[Records shown]
==============================
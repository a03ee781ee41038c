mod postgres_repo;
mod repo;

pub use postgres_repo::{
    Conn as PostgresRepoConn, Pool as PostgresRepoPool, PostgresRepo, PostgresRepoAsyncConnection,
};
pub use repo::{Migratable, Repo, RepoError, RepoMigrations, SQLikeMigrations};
==============================
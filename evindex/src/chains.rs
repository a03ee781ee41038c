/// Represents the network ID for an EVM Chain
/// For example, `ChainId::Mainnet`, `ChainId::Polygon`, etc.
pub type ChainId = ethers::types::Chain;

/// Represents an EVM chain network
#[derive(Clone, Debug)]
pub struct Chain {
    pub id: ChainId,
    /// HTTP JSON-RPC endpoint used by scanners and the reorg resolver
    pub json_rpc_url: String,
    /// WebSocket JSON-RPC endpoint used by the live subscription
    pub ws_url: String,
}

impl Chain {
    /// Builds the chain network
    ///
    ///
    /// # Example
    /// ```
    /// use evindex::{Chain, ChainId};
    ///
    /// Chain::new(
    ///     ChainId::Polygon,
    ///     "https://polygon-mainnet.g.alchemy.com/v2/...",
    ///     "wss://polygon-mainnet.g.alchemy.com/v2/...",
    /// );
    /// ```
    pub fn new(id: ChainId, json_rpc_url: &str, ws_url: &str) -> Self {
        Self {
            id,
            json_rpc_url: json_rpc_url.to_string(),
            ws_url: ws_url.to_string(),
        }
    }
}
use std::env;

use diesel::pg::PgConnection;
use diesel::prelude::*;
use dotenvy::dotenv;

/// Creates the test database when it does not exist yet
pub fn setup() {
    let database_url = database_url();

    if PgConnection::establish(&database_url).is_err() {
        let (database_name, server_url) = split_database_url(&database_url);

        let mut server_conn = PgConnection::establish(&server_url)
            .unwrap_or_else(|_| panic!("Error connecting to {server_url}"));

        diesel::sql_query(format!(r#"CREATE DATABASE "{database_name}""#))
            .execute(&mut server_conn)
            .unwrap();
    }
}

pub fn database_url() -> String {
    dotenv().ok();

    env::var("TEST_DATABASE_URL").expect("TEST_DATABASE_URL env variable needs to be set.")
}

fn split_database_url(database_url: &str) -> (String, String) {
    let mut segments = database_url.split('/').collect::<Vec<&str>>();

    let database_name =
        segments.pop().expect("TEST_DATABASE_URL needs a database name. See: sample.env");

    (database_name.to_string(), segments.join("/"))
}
==============================
[Your assignment]
Report only how many lines in the entries above contain the string "ChainId".

[Response]
6